3. Grand High Witch – The Witches

This book when I first read it as a child scared me so much. Dead-set, for a while I was on the lookout for the signals (wearing gloves? I’m on to you!!!). The Grand High Witch, and Witches in general, go out in disguise and steal and kill children. And their motive is just that kids piss them off. I mean at least the Enormous Crocodile didn’t try and disguise himself, he was all ‘what you get is what you see’.

2. Aunt Spiker & Aunt Sponge – James & the Giant Peach

Poor James has to live with these two for three years before they’re thankfully left ‘as flat & thin & lifeless as a couple of paper dolls’ after a peach accident. They’ve made second place because James isn’t allowed off the hill to talk to anyone else, they abuse him and they threaten to lock him in the cellar for a week.
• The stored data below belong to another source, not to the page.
use super::{strip_ansi, total_rate, Counter, HashUnit, Hashrate, LineParser, ParseUpdate};
use regex::Regex;
use std::sync::LazyLock;

/// ` 7/0/0` accepted/rejected/stale triple inside a summary row.
static SHARE_TRIPLE: LazyLock<Regex> =
    LazyLock::new(|| Regex::new(r"\s(\d+)/(\d+)/(\d+)(?:\s|$)").expect("valid regex"));

/// `Average speed (15s): 50.94 Mh/s`
static AVERAGE_SPEED: LazyLock<Regex> = LazyLock::new(|| {
    Regex::new(r"(?i)Average speed[^:]*:\s*(\d+(?:\.\d+)?)\s*([kmgtp]?h/s)").expect("valid regex")
});

/// Parser for lolMiner-style output.
///
/// Individual `Share accepted` events increment the accepted counter, while
/// the periodic `Total` summary row carries absolute counts that replace it.
#[derive(Debug, Default)]
pub struct TableParser;

impl LineParser for TableParser {
    fn parse(&mut self, line: &str) -> ParseUpdate {
        let line = strip_ansi(line);
        let mut update = ParseUpdate::default();

        if line.contains("Share accepted") || line.contains("Accepted share") {
            update.accepted = Some(Counter::Add(1));
        }

        // Per-GPU rows also carry triples; only the totals row is authoritative.
        if line.contains("Total") && !line.contains("GPU") {
            if let Some((accepted, rejected)) = share_totals(&line) {
                update.accepted = Some(Counter::Set(accepted));
                update.rejected = Some(Counter::Set(rejected));
            }
        }

        update.hashrate = average_speed(&line)
            .or_else(|| total_rate(&line))
            .or_else(|| totals_row_guess(&line));
        update
    }
}

fn share_totals(line: &str) -> Option<(u64, u64)> {
    let caps = SHARE_TRIPLE.captures(line)?;
    Some((caps[1].parse().ok()?, caps[2].parse().ok()?))
}

fn average_speed(line: &str) -> Option<Hashrate> {
    let caps = AVERAGE_SPEED.captures(line)?;
    Hashrate::from_captures(&caps[1], &caps[2])
}

/// `Total  51.31  ...` rows print the hashrate as the first column without a
/// unit. lolMiner reports MH/s there.
fn totals_row_guess(line: &str) -> Option<Hashrate> {
    let mut parts = line.split_whitespace();
    if parts.next() != Some("Total") {
        return None;
    }
    let value: f64 = parts.next()?.parse().ok()?;
    parts.next()?;
    (value > 0.0).then(|| Hashrate::new(value, HashUnit::MH))
}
1. Mrs Trunchbull – Matilda

I remember first reading Matilda and thinking, I don’t think that’s legal, have they tried calling child welfare? How did Mrs Trunchbull get a job in teaching in the first place? She has such a raw hatred for children, I would’ve loved to see her try and bluff her way through that job interview. Or was she originally really nice then teaching broke her spirit? Her list of evil doings throughout Matilda include – grabbing children by the hair, and swinging a little girl by her pigtails because she hates pigtails – force-feeding Bruce Bogtrotter cake in front of an assembly – throwing children out the window for eating in class – locking children in a narrow cupboard called ‘the chokey’ – Most likely killed Miss Honey’s Dad –  Was a terrible guardian to Miss Honey after her parents died, and stole all her money

thumbnail_IMG_4210

(say what you will about Agatha though, but its nice in this picture to see a teacher feeling enriched by their job)

BONUS ROUND!

Ranking of who were the shittiest parents in Charlie & the Chocolate Factory 

5. Mr & Mrs Bucket

thumbnail_IMG_4180

They’re good parents and all, who are trying their best even though they don’t have a lot. But am I the only one who questioned their choice of guardian for this day long trip to the chocolate factory? Grandpa Joe  has been bedridden for years, and he’s not even taking a cane on this trip which will involve a lot of walking.

4. Mr & Mrs Gloop

Mrs Gloop has a very poor understanding of nutrition, seen in this quote ‘Its all vitamins anyway’.

3. Mr & Mrs Teevee

I can’t get too judgy I binge watch quite a lot of shows. Mike is an obnoxious shit though; and it probably wasn’t the best idea to just stand around while he shrunk himself.

2. Mr & Mrs Salt

I’m sure spoiling Veruca has come from a place of love but it has gotten a bit out of hand, nobody needs that many pets. And Veruca is a shit name to give your child.

1. Mr & Mrs  Beauregarde

I don’t have kids so I don’t want to get too preachy here, but if your child has been chewing on the same bit of gum for three months straight, you should really encourage them to throw out that bit of gum. Also Mr & Mrs Beauregarde heard Mr Wonka repeatedly say the his gum wasn’t ready before Violet tried it.